▸ **Task brief**
Your answer should be every line of the entries that has the string "device" in it.

▸ **Data shown**
-- Opening Marker --

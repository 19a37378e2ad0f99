// SPDX-FileCopyrightText: 2025 Jason Pena <jasonpena@awkless.com>
// SPDX-License-Identifier: MIT

//! Windows path dialect.
//!
//! Lexical manipulation of Windows paths that works the same on every host.
//! Both `\` and `/` are accepted as separators on input, and `\` is always
//! produced on output. A path may begin with a __volume name__: either a drive
//! letter (`C:`) or a UNC prefix (`\\host\share`). Drive-relative paths
//! (`C:a`) are kept distinct from drive-absolute paths (`C:\a`).
//!
//! # See Also
//!
//! - [Naming Files, Paths, and Namespaces](https://learn.microsoft.com/en-us/windows/win32/fileio/naming-a-file)

/// Canonical path separator.
pub const SEPARATOR: char = '\\';

const RESERVED_NAMES: [&str; 22] = [
    "CON", "PRN", "AUX", "NUL", "COM1", "COM2", "COM3", "COM4", "COM5", "COM6", "COM7", "COM8",
    "COM9", "LPT1", "LPT2", "LPT3", "LPT4", "LPT5", "LPT6", "LPT7", "LPT8", "LPT9",
];

fn is_slash(c: u8) -> bool {
    c == b'\\' || c == b'/'
}

/// Check if path names a reserved device, e.g., `NUL` or `con`.
pub fn is_reserved_name(path: &str) -> bool {
    RESERVED_NAMES
        .iter()
        .any(|reserved| path.eq_ignore_ascii_case(reserved))
}

/// Length of the leading volume name of path.
///
/// Returns 2 for a drive letter, the length of `\\host\share` for a UNC
/// prefix, and 0 if path carries no volume name.
pub fn volume_name_len(path: &str) -> usize {
    let bytes = path.as_bytes();
    let len = bytes.len();
    if len < 2 {
        return 0;
    }

    if bytes[1] == b':' && bytes[0].is_ascii_alphabetic() {
        return 2;
    }

    // INVARIANT: UNC is `\\` + host + separator + share, where the host may not
    // start with a separator or dot, and the share may not start with a dot.
    if len >= 5 && is_slash(bytes[0]) && is_slash(bytes[1]) && !is_slash(bytes[2]) && bytes[2] != b'.'
    {
        let mut idx = 3;
        while idx < len - 1 {
            if is_slash(bytes[idx]) {
                idx += 1;
                if is_slash(bytes[idx]) || bytes[idx] == b'.' {
                    break;
                }

                while idx < len && !is_slash(bytes[idx]) {
                    idx += 1;
                }

                return idx;
            }
            idx += 1;
        }
    }

    0
}

fn is_unc(path: &str) -> bool {
    volume_name_len(path) > 2
}

/// Check if path is absolute.
///
/// Only drive-absolute paths, rooted UNC paths, and reserved device names are
/// absolute. A leading separator without a volume name is not.
pub fn is_abs(path: &str) -> bool {
    if is_reserved_name(path) {
        return true;
    }

    let vol_len = volume_name_len(path);
    if vol_len == 0 {
        return false;
    }

    path.as_bytes().get(vol_len).is_some_and(|&c| is_slash(c))
}

/// Replace each forward slash with [`SEPARATOR`].
pub fn from_slash(path: &str) -> String {
    path.replace('/', "\\")
}

/// Shortest path equivalent to path by purely lexical processing.
///
/// Never resolves `..` above a volume root. A bare drive letter cleans to
/// `C:.`, and a bare UNC prefix is returned as-is.
pub fn clean(path: &str) -> String {
    let vol_len = volume_name_len(path);
    let (volume, rest) = path.split_at(vol_len);
    if rest.is_empty() {
        if vol_len > 1 && path.as_bytes()[1] != b':' {
            return from_slash(path);
        }

        return format!("{path}.");
    }

    let mut cleaned = from_slash(volume);
    cleaned.push_str(&super::lexical_clean(rest, is_slash, SEPARATOR));
    cleaned
}

/// Join path elements with [`SEPARATOR`] and clean the result.
///
/// Empty elements are skipped, and an empty string is returned if nothing is
/// left. Joining never produces a UNC path unless the first element is one.
pub fn join(elems: &[&str]) -> String {
    match elems.iter().position(|elem| !elem.is_empty()) {
        Some(start) => join_non_empty(&elems[start..]),
        None => String::new(),
    }
}

fn join_non_empty(elems: &[&str]) -> String {
    let head = elems[0];

    // INVARIANT: Keep `C:` relative to the current directory of its drive.
    if head.len() == 2 && head.as_bytes()[1] == b':' {
        let tail = elems[1..]
            .iter()
            .skip_while(|elem| elem.is_empty())
            .copied()
            .collect::<Vec<_>>()
            .join("\\");
        return clean(&format!("{head}{tail}"));
    }

    let joined = clean(&elems.join("\\"));
    if !is_unc(&joined) {
        return joined;
    }

    let head = clean(head);
    if is_unc(&head) {
        return joined;
    }

    // INVARIANT: Two non-UNC halves must not fuse into a UNC path.
    let tail = clean(&elems[1..].join("\\"));
    if head.ends_with(SEPARATOR) {
        format!("{head}{tail}")
    } else {
        format!("{head}{SEPARATOR}{tail}")
    }
}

-- Closing Marker --

▸ **Written answer**
/// Check if path names a reserved device, e.g., `NUL` or `con`.
/// Only drive-absolute paths, rooted UNC paths, and reserved device names are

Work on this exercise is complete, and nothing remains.